Solving the Trigonometric Equation

To solve the trigonometric equation 4sin(x)cos(x) - 3sin^2(x) = 1, we can use trigonometric identities and algebraic manipulation to simplify and solve for the values of x.

First, let's rewrite the equation using trigonometric identities.

Using Trigonometric Identities

We can use the identity sin^2(x) + cos^2(x) = 1 to simplify the equation.

4sin(x)cos(x) - 3(1 - cos^2(x)) = 1

Expanding the equation further:

4sin(x)cos(x) - 3 + 3cos^2(x) = 1

Rearranging the terms:

3cos^2(x) + 4sin(x)cos(x) - 4 = 0

Now, we have a quadratic equation in terms of cos(x). We can use the quadratic formula to solve for cos(x).
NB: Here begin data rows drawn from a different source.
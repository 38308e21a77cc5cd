//! Per-instance and filtered-subset summaries

use appdash_core::records::{ApplicationRecord, Dataset, RecordField};
use serde::Serialize;

use super::{ports, ranked, value_counts, Port};
use crate::ViewSettings;

/// One row of the instance summary table
#[derive(Debug, Clone, PartialEq, Eq, Serialize)]
pub struct InstanceSummary {
    pub instance_name: String,
    /// Identifier of the first record seen for this instance
    pub instance_id: String,
    pub total_apps: usize,
    pub app_types: usize,
}

/// Everything the instance details page shows for one instance
#[derive(Debug, Clone, PartialEq, Eq, Serialize)]
pub struct InstanceDetail {
    pub instance_name: String,
    pub instance_id: String,
    pub total_apps: usize,
    pub app_types: usize,
    pub running_apps: usize,
    /// App types by descending count
    pub type_counts: Vec<(String, usize)>,
    /// Most used ports by descending count
    pub top_ports: Vec<(Port, usize)>,
    pub records: Vec<ApplicationRecord>,
}

/// Metrics for the records behind the active filter
#[derive(Debug, Clone, Copy, Default, PartialEq, Eq, Serialize)]
pub struct FilteredSummary {
    pub applications: usize,
    pub instances: usize,
    pub app_types: usize,
}

/// Instances in first-encountered order
pub fn instance_summaries(dataset: &Dataset) -> Vec<InstanceSummary> {
    dataset
        .distinct(RecordField::InstanceName)
        .into_iter()
        .map(|name| {
            let records: Vec<_> = dataset.iter().filter(|r| r.instance_name == name).collect();
            InstanceSummary {
                instance_name: name.to_string(),
                instance_id: records.first().map(|r| r.instance_id.clone()).unwrap_or_default(),
                total_apps: records.len(),
                app_types: value_counts(records.iter().copied(), RecordField::AppType).len(),
            }
        })
        .collect()
}

/// Detail for one instance; `None` if the name is not in the dataset
pub fn instance_detail(dataset: &Dataset, instance_name: &str, settings: &ViewSettings) -> Option<InstanceDetail> {
    let records: Vec<&ApplicationRecord> = dataset.iter().filter(|r| r.instance_name == instance_name).collect();
    let first = records.first()?;

    let type_counts = value_counts(records.iter().copied(), RecordField::AppType);
    let usages = ports::port_usages(records.iter().copied());

    Some(InstanceDetail {
        instance_name: instance_name.to_string(),
        instance_id: first.instance_id.clone(),
        total_apps: records.len(),
        app_types: type_counts.len(),
        running_apps: running_count(records.iter().copied(), &settings.running_status),
        type_counts: ranked(&type_counts)
            .into_iter()
            .map(|(value, count)| (value.to_string(), count))
            .collect(),
        top_ports: ports::top_ports(&usages, settings.top_ports),
        records: records.into_iter().cloned().collect(),
    })
}

/// Records whose status is exactly `running_status`
pub fn running_count<'a, I>(records: I, running_status: &str) -> usize
where
    I: IntoIterator<Item = &'a ApplicationRecord>,
{
    records
        .into_iter()
        .filter(|record| record.app_status == running_status)
        .count()
}

pub fn filtered_summary(records: &[&ApplicationRecord]) -> FilteredSummary {
    FilteredSummary {
        applications: records.len(),
        instances: value_counts(records.iter().copied(), RecordField::InstanceName).len(),
        app_types: value_counts(records.iter().copied(), RecordField::AppType).len(),
    }
}
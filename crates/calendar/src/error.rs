//! Error types for the hmhews-calendar crate.

use chrono::NaiveDate;

/// Error type for all fallible operations in the hmhews-calendar crate.
#[derive(Debug, Clone, PartialEq, thiserror::Error)]
pub enum CalendarError {
    /// Returned when a range would end before it starts.
    #[error("end date {end} is before start date {start}")]
    EndBeforeStart {
        /// First day of the requested range.
        start: NaiveDate,
        /// Last day of the requested range.
        end: NaiveDate,
    },

    /// Returned when a date string is not a valid `YYYY-MM-DD` date.
    #[error("invalid date '{input}': {reason}")]
    InvalidDate {
        /// The text that failed to parse.
        input: String,
        /// Why parsing failed.
        reason: String,
    },
}

#[cfg(test)]
mod tests {
    use super::*;

    #[test]
    fn error_end_before_start() {
        let err = CalendarError::EndBeforeStart {
            start: NaiveDate::from_ymd_opt(2022, 12, 31).unwrap(),
            end: NaiveDate::from_ymd_opt(2022, 12, 26).unwrap(),
        };
        assert_eq!(
            err.to_string(),
            "end date 2022-12-26 is before start date 2022-12-31"
        );
    }

    #[test]
    fn error_invalid_date() {
        let err = CalendarError::InvalidDate {
            input: "2022-13-01".to_string(),
            reason: "input is out of range".to_string(),
        };
        assert_eq!(
            err.to_string(),
            "invalid date '2022-13-01': input is out of range"
        );
    }

    #[test]
    fn error_is_send_and_sync() {
        fn assert_impl<T: Send + Sync + std::error::Error>() {}
        assert_impl::<CalendarError>();
    }
}
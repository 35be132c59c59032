//! JSON output structures for backtest results.

use serde::Serialize;

use hmhews_calendar::NaiveDate;
use hmhews_index::CompositionRule;

use crate::confusion::{ConfusionMatrix, Metrics};
use crate::error::EvaluateError;

/// Summary of the configuration used.
#[derive(Debug, Clone, PartialEq, Serialize)]
pub struct ConfigSummary {
    pub start: NaiveDate,
    pub end: NaiveDate,
    pub days: usize,
    pub hazard_threshold: f64,
    pub threshold_scale: f64,
    pub normalized_threshold: f64,
    pub hazard_index: String,
    pub hazard_sources: Vec<String>,
    pub composition: CompositionRule,
    pub event_types: Vec<String>,
    pub min_affected: Option<u64>,
    pub parallel: bool,
}

/// Cells and regions kept out of the confusion matrix.
#[derive(Debug, Clone, Copy, Default, PartialEq, Eq, Serialize)]
pub struct Exclusions {
    /// Boundary regions without a disaster-database link.
    pub unresolved_regions: usize,
    /// `unresolved_regions × days`.
    pub unresolved_region_days: u64,
    /// Resolved cells without a hazard value, failed cells included.
    pub no_data_cells: u64,
    /// Subset of `no_data_cells` caused by an adapter or the ground-truth
    /// query failing after retries.
    pub failed_cells: u64,
    /// Resolved regions whose ground-truth query failed after retries.
    pub failed_regions: usize,
}

impl Exclusions {
    pub fn merge(self, other: Self) -> Self {
        Self {
            unresolved_regions: self.unresolved_regions + other.unresolved_regions,
            unresolved_region_days: self.unresolved_region_days + other.unresolved_region_days,
            no_data_cells: self.no_data_cells + other.no_data_cells,
            failed_cells: self.failed_cells + other.failed_cells,
            failed_regions: self.failed_regions + other.failed_regions,
        }
    }
}

/// Top-level backtest output.
#[derive(Debug, Clone, PartialEq, Serialize)]
pub struct BacktestReport {
    pub config: ConfigSummary,
    #[serde(flatten)]
    pub confusion: ConfusionMatrix,
    #[serde(flatten)]
    pub metrics: Metrics,
    /// Cells in the confusion matrix.
    pub evaluated_cells: u64,
    /// Resolved regions that took part.
    pub evaluated_regions: usize,
    #[serde(flatten)]
    pub exclusions: Exclusions,
    /// Ground-truth records the store dropped as malformed.
    pub skipped_event_records: u64,
    /// Ids of the unresolved regions, ordered.
    pub unresolved_region_ids: Vec<String>,
}

/// One threshold's result in a sweep.
#[derive(Debug, Clone, PartialEq, Serialize)]
pub struct SweepRow {
    pub hazard_threshold: f64,
    pub normalized_threshold: f64,
    #[serde(flatten)]
    pub confusion: ConfusionMatrix,
    #[serde(flatten)]
    pub metrics: Metrics,
}

/// Results of scoring several thresholds over the same cells.
#[derive(Debug, Clone, PartialEq, Serialize)]
pub struct SweepReport {
    pub config: ConfigSummary,
    /// One row per threshold, ascending.
    pub rows: Vec<SweepRow>,
    /// Index into `rows` of the highest F1; ties go to the lowest threshold.
    pub best: usize,
    pub evaluated_regions: usize,
    #[serde(flatten)]
    pub exclusions: Exclusions,
    pub skipped_event_records: u64,
}

impl SweepReport {
    pub fn best_row(&self) -> Option<&SweepRow> {
        self.rows.get(self.best)
    }
}

/// Serialize any report to a pretty JSON string.
pub fn to_json<T: Serialize>(report: &T) -> Result<String, EvaluateError> {
    serde_json::to_string_pretty(report).map_err(|e| EvaluateError::Serialization {
        reason: e.to_string(),
    })
}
Using the Quadratic Formula

The quadratic formula states that for an equation of the form ax^2 + bx + c = 0, the solutions for x are given by:

x = (-b ± √(b^2 - 4ac)) / (2a)

In our case, the coefficients are: - a = 3 - b = 4sin(x) - c = -4

Using the quadratic formula, we can solve for cos(x).

Solving for cos(x)

The solutions for cos(x) are given by:

cos(x) = (-4sin(x) ± √((4sin(x))^2 - 4*3*(-4))) / (2*3)

Simplifying further:

cos(x) = (-4sin(x) ± √(16sin^2(x) + 48)) / 6

Now, we have expressions for cos(x) in terms of sin(x). We can use the identity sin^2(x) + cos^2(x) = 1 to relate sin(x) and cos(x) and solve for sin(x).

Using the Pythagorean Identity

The Pythagorean identity states that for any angle x, sin^2(x) + cos^2(x) = 1.

We can use this identity to relate sin(x) and cos(x) and solve for sin(x).

Final Steps

By using the Pythagorean identity and the solutions for cos(x) obtained from the quadratic formula, we can solve for sin(x) and then find the values of x that satisfy the original equation.

I hope this helps! Let me know if you have further questions or need additional assistance with trigonometry.